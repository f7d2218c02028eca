//! Error types for the migration engine

use crate::migration::MigrationId;
use thiserror::Error;

pub type Result<T> = std::result::Result<T, MigrationError>;

#[derive(Error, Debug)]
pub enum MigrationError {
    /// A forward or reverse statement failed inside a migration transaction
    #[error("migration {identity} failed on statement `{statement}`: {source}")]
    StatementExecutionFailed {
        identity: MigrationId,
        statement: String,
        #[source]
        source: rusqlite::Error,
    },

    /// A reversal was requested for a migration without a down transform
    #[error("migration {identity} cannot be rolled back: no down transform")]
    UnsupportedRollback { identity: MigrationId },

    #[error("tracking table '{table}' is corrupt: {reason}")]
    TrackingTableCorrupt { table: String, reason: String },

    /// The identity is already recorded, or appears twice in the supplied list
    #[error("migration identity {identity} is not unique")]
    OrderingViolation { identity: MigrationId },

    /// The identity does not fit the tracking table's integer column
    #[error("migration identity {identity} is out of range (maximum {max})", max = MigrationId::MAX)]
    IdentityOutOfRange { identity: MigrationId },

    /// A rollback reached an identity with no definition, or targeted one never applied
    #[error("migration {identity} is not among the supplied and applied migrations")]
    UnknownMigration { identity: MigrationId },

    #[error("invalid migration source '{path}': {reason}")]
    Source { path: String, reason: String },

    #[error("database error: {0}")]
    Database(#[from] rusqlite::Error),
}

impl MigrationError {
    /// Identity of the migration the error is about, when there is one
    pub fn identity(&self) -> Option<MigrationId> {
        match self {
            Self::StatementExecutionFailed { identity, .. }
            | Self::UnsupportedRollback { identity }
            | Self::OrderingViolation { identity }
            | Self::IdentityOutOfRange { identity }
            | Self::UnknownMigration { identity } => Some(*identity),
            Self::TrackingTableCorrupt { .. } | Self::Source { .. } | Self::Database(_) => None,
        }
    }
}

Exercise description: Beginning with the first line of the listing above, please write out every line exactly until you reach the line that contains "a down transform", and include that one too.

Solution to this problem:
repository f7d2218c02028eca
//! Error types for the migration engine

use crate::migration::MigrationId;
use thiserror::Error;

pub type Result<T> = std::result::Result<T, MigrationError>;

#[derive(Error, Debug)]
pub enum MigrationError {
    /// A forward or reverse statement failed inside a migration transaction
    #[error("migration {identity} failed on statement `{statement}`: {source}")]
    StatementExecutionFailed {
        identity: MigrationId,
        statement: String,
        #[source]
        source: rusqlite::Error,
    },

    /// A reversal was requested for a migration without a down transform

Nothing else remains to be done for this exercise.